**Data excerpts**
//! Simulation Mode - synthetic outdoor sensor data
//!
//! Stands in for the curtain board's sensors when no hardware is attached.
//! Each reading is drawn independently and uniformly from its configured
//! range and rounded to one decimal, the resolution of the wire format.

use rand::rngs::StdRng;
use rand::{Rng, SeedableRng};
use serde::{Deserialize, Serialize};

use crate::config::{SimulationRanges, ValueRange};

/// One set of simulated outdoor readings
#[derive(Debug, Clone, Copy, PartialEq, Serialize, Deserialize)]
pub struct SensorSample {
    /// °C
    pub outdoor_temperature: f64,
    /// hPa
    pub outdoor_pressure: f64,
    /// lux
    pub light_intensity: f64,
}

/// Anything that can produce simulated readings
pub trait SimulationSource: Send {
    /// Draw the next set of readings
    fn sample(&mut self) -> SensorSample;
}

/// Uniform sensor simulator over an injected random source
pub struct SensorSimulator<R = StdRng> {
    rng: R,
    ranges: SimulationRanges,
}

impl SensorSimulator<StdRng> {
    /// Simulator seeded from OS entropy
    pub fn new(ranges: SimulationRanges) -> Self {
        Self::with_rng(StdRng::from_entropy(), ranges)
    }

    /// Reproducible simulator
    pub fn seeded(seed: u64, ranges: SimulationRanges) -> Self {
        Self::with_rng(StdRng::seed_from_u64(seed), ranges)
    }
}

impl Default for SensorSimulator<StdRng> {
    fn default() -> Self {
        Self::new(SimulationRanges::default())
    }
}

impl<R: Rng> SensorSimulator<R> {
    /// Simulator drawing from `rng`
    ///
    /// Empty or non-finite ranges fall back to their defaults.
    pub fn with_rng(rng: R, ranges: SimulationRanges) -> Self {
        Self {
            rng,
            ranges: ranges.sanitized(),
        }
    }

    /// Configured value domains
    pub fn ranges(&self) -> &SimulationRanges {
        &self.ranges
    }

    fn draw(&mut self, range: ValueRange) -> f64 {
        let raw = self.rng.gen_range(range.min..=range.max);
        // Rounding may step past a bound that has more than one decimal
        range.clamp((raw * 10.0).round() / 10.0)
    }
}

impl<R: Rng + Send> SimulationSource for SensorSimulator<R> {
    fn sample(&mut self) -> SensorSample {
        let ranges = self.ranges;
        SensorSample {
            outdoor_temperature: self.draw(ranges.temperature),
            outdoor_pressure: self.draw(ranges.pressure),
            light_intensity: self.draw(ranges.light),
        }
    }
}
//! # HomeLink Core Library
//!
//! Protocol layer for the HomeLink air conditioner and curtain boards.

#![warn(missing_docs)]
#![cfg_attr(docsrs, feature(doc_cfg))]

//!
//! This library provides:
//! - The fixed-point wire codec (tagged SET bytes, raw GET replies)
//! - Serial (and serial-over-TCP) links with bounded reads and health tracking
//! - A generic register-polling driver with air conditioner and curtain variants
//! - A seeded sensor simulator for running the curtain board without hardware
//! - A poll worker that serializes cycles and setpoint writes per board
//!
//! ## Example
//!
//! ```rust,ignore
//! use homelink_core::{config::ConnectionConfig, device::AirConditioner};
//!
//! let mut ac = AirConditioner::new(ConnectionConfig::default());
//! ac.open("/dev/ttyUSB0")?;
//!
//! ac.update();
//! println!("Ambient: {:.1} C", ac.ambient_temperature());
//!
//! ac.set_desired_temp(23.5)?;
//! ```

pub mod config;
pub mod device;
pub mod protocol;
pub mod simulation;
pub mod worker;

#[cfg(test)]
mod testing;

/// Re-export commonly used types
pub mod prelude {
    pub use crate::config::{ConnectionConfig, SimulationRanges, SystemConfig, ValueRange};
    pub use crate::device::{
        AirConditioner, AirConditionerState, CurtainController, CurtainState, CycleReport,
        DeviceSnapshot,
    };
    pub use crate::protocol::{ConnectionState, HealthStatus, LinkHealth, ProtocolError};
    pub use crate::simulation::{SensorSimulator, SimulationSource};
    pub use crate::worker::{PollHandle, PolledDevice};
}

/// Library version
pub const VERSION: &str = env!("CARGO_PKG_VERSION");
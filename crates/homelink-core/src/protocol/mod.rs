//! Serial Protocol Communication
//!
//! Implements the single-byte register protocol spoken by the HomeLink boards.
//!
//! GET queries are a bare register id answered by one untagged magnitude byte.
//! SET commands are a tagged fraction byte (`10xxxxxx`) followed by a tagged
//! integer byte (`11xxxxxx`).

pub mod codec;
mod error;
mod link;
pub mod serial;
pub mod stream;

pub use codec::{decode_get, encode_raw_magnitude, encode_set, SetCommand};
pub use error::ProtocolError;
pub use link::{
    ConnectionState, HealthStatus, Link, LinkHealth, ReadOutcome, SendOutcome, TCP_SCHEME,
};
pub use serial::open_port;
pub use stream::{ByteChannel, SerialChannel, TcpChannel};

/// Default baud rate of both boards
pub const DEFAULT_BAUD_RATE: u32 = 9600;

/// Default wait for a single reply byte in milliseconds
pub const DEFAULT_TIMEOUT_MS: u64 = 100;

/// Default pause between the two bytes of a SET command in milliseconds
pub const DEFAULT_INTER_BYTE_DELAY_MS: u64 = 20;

**Your objective**
Each entry must be retyped exactly as it was written above.

**Exercise answer**
//! Simulation Mode - synthetic outdoor sensor data
//!
//! Stands in for the curtain board's sensors when no hardware is attached.
//! Each reading is drawn independently and uniformly from its configured
//! range and rounded to one decimal, the resolution of the wire format.

use rand::rngs::StdRng;
use rand::{Rng, SeedableRng};
use serde::{Deserialize, Serialize};

use crate::config::{SimulationRanges, ValueRange};

/// One set of simulated outdoor readings
#[derive(Debug, Clone, Copy, PartialEq, Serialize, Deserialize)]
pub struct SensorSample {
    /// °C
    pub outdoor_temperature: f64,
    /// hPa
    pub outdoor_pressure: f64,
    /// lux
    pub light_intensity: f64,
}

/// Anything that can produce simulated readings
pub trait SimulationSource: Send {
    /// Draw the next set of readings
    fn sample(&mut self) -> SensorSample;
}

/// Uniform sensor simulator over an injected random source
pub struct SensorSimulator<R = StdRng> {
    rng: R,
    ranges: SimulationRanges,
}

impl SensorSimulator<StdRng> {
    /// Simulator seeded from OS entropy
    pub fn new(ranges: SimulationRanges) -> Self {
        Self::with_rng(StdRng::from_entropy(), ranges)
    }

    /// Reproducible simulator
    pub fn seeded(seed: u64, ranges: SimulationRanges) -> Self {
        Self::with_rng(StdRng::seed_from_u64(seed), ranges)
    }
}

impl Default for SensorSimulator<StdRng> {
    fn default() -> Self {
        Self::new(SimulationRanges::default())
    }
}

impl<R: Rng> SensorSimulator<R> {
    /// Simulator drawing from `rng`
    ///
    /// Empty or non-finite ranges fall back to their defaults.
    pub fn with_rng(rng: R, ranges: SimulationRanges) -> Self {
        Self {
            rng,
            ranges: ranges.sanitized(),
        }
    }

    /// Configured value domains
    pub fn ranges(&self) -> &SimulationRanges {
        &self.ranges
    }

    fn draw(&mut self, range: ValueRange) -> f64 {
        let raw = self.rng.gen_range(range.min..=range.max);
        // Rounding may step past a bound that has more than one decimal
        range.clamp((raw * 10.0).round() / 10.0)
    }
}

impl<R: Rng + Send> SimulationSource for SensorSimulator<R> {
    fn sample(&mut self) -> SensorSample {
        let ranges = self.ranges;
        SensorSample {
            outdoor_temperature: self.draw(ranges.temperature),
            outdoor_pressure: self.draw(ranges.pressure),
            light_intensity: self.draw(ranges.light),
        }
    }
}
//! # HomeLink Core Library
//!
//! Protocol layer for the HomeLink air conditioner and curtain boards.

#![warn(missing_docs)]
#![cfg_attr(docsrs, feature(doc_cfg))]

//!
//! This library provides:
//! - The fixed-point wire codec (tagged SET bytes, raw GET replies)
//! - Serial (and serial-over-TCP) links with bounded reads and health tracking
//! - A generic register-polling driver with air conditioner and curtain variants
//! - A seeded sensor simulator for running the curtain board without hardware
//! - A poll worker that serializes cycles and setpoint writes per board
//!
//! ## Example
//!
//! ```rust,ignore
//! use homelink_core::{config::ConnectionConfig, device::AirConditioner};
//!
//! let mut ac = AirConditioner::new(ConnectionConfig::default());
//! ac.open("/dev/ttyUSB0")?;
//!
//! ac.update();
//! println!("Ambient: {:.1} C", ac.ambient_temperature());
//!
//! ac.set_desired_temp(23.5)?;
//! ```

pub mod config;
pub mod device;
pub mod protocol;
pub mod simulation;
pub mod worker;

#[cfg(test)]
mod testing;

/// Re-export commonly used types
pub mod prelude {
    pub use crate::config::{ConnectionConfig, SimulationRanges, SystemConfig, ValueRange};
    pub use crate::device::{
        AirConditioner, AirConditionerState, CurtainController, CurtainState, CycleReport,
        DeviceSnapshot,
    };
    pub use crate::protocol::{ConnectionState, HealthStatus, LinkHealth, ProtocolError};
    pub use crate::simulation::{SensorSimulator, SimulationSource};
    pub use crate::worker::{PollHandle, PolledDevice};
}

/// Library version
pub const VERSION: &str = env!("CARGO_PKG_VERSION");
filename crates/homelink-core/src/protocol/mod.rs
//! Serial Protocol Communication
//!
//! Implements the single-byte register protocol spoken by the HomeLink boards.
//!
//! GET queries are a bare register id answered by one untagged magnitude byte.
//! SET commands are a tagged fraction byte (`10xxxxxx`) followed by a tagged
//! integer byte (`11xxxxxx`).

pub mod codec;
mod error;
mod link;
pub mod serial;
pub mod stream;

pub use codec::{decode_get, encode_raw_magnitude, encode_set, SetCommand};
pub use error::ProtocolError;
pub use link::{
    ConnectionState, HealthStatus, Link, LinkHealth, ReadOutcome, SendOutcome, TCP_SCHEME,
};
pub use serial::open_port;
pub use stream::{ByteChannel, SerialChannel, TcpChannel};

/// Default baud rate of both boards
pub const DEFAULT_BAUD_RATE: u32 = 9600;

/// Default wait for a single reply byte in milliseconds
pub const DEFAULT_TIMEOUT_MS: u64 = 100;

/// Default pause between the two bytes of a SET command in milliseconds
pub const DEFAULT_INTER_BYTE_DELAY_MS: u64 = 20;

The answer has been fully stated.